* Task instructions *
In the lines below, look for "poly". Copy each line where it appears.

Dataset entries

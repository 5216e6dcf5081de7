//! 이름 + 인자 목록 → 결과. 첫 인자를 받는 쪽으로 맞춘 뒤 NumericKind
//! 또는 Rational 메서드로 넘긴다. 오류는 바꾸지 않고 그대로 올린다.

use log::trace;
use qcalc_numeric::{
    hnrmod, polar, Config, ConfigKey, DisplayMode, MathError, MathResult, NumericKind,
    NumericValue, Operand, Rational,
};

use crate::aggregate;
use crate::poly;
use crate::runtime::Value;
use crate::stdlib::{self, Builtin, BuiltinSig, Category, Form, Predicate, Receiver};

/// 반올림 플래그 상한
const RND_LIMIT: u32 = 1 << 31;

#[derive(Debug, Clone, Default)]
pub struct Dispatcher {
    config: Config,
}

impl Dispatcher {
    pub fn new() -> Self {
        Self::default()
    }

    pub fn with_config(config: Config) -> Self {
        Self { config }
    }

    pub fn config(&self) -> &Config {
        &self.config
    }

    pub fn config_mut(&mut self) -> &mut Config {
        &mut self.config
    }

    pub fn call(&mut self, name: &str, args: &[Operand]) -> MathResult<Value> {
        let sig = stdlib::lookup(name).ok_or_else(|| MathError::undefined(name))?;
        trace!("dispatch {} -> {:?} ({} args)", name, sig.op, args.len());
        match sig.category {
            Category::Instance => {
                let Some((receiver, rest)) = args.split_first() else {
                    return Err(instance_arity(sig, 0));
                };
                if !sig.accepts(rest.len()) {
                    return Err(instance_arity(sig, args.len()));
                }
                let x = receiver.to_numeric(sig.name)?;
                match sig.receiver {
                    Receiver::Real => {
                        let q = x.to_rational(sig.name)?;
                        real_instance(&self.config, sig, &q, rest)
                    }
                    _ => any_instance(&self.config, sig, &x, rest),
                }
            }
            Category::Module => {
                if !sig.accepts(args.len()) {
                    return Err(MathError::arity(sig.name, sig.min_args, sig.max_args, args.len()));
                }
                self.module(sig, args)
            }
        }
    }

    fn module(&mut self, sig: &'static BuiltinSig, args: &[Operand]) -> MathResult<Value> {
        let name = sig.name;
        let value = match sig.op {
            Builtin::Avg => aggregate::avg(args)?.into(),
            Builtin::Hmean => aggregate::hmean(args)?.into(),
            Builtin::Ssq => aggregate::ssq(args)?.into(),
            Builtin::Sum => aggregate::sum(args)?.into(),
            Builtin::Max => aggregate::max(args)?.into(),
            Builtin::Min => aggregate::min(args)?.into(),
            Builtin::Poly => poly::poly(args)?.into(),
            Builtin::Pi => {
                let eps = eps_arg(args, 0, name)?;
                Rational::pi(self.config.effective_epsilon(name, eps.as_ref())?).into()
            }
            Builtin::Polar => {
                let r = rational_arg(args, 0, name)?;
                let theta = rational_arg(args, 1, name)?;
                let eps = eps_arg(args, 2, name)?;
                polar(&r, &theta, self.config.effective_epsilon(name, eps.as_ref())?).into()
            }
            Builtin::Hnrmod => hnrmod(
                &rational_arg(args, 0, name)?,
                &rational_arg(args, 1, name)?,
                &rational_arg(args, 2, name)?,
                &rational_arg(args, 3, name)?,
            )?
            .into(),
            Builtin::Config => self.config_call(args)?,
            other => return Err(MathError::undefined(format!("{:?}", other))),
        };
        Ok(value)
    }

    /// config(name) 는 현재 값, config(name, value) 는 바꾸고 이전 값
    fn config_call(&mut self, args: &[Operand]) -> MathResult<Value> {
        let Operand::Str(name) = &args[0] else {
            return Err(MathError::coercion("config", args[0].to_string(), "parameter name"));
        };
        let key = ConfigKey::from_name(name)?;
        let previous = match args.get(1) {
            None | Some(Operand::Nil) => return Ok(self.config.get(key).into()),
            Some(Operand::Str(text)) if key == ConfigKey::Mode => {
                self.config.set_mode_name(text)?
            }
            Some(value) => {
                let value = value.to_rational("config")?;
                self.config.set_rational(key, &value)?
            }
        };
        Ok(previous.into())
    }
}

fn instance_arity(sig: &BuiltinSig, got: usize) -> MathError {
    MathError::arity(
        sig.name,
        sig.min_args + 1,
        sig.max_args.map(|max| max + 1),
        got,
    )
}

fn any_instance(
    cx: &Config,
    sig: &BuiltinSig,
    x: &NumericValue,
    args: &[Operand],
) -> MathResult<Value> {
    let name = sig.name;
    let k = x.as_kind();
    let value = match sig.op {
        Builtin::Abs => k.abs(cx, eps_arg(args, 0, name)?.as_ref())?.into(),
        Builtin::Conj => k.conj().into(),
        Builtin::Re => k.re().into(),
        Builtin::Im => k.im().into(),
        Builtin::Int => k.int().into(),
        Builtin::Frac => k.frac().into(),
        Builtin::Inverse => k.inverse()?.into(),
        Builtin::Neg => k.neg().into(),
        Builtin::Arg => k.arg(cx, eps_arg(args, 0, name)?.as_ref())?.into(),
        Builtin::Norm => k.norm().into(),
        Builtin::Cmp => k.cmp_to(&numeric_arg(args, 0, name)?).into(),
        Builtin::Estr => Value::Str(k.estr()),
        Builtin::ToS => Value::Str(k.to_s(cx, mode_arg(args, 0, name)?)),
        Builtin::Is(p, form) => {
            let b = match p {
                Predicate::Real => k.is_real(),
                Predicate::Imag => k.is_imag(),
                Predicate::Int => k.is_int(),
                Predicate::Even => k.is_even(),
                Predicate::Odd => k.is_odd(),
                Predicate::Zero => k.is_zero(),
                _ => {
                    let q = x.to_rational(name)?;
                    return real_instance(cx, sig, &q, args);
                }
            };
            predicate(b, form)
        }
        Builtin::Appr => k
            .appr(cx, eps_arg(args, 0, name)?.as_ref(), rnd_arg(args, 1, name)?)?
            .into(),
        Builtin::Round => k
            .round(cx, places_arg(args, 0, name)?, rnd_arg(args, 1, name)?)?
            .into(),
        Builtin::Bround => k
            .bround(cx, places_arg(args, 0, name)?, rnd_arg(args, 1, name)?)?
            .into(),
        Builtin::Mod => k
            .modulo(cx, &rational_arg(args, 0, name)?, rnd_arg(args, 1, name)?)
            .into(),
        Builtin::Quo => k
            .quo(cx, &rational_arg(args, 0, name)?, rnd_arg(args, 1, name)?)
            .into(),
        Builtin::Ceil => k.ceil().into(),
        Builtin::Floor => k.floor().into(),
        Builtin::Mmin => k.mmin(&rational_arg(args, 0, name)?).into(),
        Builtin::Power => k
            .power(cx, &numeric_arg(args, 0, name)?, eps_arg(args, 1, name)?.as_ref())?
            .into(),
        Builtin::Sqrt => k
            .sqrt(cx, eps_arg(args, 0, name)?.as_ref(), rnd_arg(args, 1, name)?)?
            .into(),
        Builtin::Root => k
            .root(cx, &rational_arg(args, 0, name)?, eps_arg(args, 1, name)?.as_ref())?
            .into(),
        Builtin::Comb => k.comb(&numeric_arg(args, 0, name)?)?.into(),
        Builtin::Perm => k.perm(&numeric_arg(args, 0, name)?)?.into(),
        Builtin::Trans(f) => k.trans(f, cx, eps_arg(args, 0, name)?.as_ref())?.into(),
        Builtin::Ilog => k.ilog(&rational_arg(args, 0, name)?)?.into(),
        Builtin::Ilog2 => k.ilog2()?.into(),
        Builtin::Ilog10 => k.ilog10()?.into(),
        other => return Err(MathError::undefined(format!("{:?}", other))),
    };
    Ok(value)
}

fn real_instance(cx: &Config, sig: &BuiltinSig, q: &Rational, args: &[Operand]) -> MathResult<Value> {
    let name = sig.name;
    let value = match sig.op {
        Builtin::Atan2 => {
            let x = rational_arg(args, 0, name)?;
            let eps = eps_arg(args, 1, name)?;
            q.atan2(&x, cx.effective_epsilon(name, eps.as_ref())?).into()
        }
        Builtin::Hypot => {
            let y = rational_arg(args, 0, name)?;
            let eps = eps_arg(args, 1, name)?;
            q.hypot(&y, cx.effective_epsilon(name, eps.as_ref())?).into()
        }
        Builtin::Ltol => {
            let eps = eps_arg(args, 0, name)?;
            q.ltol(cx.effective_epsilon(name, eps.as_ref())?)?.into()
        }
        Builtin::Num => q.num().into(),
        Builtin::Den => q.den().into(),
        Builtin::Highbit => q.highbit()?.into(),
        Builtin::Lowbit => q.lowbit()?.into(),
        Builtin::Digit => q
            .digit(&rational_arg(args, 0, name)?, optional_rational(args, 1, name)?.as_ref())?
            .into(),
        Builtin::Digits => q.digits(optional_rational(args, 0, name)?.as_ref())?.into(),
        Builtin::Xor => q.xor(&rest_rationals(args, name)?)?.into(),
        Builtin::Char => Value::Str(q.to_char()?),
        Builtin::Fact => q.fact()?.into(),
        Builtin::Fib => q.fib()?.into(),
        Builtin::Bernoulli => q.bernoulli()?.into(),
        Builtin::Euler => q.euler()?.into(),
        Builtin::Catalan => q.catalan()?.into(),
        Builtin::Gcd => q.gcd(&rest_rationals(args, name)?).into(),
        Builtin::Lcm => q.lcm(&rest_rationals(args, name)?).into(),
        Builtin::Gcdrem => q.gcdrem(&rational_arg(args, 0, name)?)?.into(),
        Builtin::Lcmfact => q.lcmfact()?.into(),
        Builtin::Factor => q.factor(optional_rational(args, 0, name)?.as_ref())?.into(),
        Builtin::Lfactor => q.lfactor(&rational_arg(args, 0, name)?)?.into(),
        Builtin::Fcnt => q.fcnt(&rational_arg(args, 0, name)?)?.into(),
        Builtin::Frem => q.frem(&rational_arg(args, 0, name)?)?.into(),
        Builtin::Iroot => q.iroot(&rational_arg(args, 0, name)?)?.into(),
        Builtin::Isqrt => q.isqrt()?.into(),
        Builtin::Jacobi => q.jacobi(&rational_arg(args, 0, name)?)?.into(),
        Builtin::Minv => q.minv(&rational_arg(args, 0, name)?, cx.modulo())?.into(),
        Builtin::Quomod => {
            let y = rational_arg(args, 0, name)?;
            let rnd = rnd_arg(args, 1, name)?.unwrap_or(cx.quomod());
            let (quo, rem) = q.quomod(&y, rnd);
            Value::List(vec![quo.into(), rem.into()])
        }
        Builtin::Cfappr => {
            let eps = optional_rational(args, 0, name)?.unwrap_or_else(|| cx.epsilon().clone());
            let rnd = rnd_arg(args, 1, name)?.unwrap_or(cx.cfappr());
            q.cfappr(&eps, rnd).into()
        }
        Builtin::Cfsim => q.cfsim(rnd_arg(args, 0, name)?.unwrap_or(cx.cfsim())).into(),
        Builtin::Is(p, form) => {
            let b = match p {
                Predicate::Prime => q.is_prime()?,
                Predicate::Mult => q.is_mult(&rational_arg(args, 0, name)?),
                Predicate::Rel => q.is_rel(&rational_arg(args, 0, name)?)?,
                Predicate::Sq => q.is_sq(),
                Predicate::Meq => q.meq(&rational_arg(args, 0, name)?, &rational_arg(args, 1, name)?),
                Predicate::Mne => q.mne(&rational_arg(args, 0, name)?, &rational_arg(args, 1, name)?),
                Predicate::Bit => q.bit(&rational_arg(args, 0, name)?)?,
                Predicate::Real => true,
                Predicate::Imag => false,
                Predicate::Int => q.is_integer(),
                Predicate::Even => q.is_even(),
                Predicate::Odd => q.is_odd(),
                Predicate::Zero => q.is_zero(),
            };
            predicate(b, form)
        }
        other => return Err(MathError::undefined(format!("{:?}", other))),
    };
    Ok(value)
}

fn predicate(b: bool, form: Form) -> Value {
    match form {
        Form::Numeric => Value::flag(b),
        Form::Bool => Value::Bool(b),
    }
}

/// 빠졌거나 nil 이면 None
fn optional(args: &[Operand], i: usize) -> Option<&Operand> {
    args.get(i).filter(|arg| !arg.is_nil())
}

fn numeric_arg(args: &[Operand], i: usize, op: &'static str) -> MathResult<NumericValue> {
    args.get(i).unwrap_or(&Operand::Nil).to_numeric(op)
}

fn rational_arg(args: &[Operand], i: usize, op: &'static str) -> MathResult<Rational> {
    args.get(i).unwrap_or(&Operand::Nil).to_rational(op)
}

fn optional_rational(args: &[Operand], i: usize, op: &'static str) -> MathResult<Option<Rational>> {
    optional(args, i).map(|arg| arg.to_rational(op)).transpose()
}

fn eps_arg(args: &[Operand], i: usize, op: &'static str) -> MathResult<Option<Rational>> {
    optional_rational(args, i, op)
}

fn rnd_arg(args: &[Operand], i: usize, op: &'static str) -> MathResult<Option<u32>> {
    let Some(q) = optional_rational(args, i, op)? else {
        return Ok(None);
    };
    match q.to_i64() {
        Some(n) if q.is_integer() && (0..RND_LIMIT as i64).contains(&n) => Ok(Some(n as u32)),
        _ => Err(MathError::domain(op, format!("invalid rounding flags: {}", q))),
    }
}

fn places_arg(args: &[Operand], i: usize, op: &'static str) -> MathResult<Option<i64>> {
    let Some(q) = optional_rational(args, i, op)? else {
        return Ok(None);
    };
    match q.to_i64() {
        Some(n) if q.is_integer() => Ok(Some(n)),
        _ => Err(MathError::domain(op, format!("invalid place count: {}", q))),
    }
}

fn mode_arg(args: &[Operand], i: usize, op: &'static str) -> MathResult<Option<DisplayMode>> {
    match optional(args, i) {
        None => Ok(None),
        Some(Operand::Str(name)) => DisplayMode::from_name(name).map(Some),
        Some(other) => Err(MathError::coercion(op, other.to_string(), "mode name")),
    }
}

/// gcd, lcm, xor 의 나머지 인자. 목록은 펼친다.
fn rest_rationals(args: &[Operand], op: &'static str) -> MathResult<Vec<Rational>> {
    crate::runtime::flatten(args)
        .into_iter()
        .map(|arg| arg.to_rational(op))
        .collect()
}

* Answer space *
use crate::poly;
            Builtin::Poly => poly::poly(args)?.into(),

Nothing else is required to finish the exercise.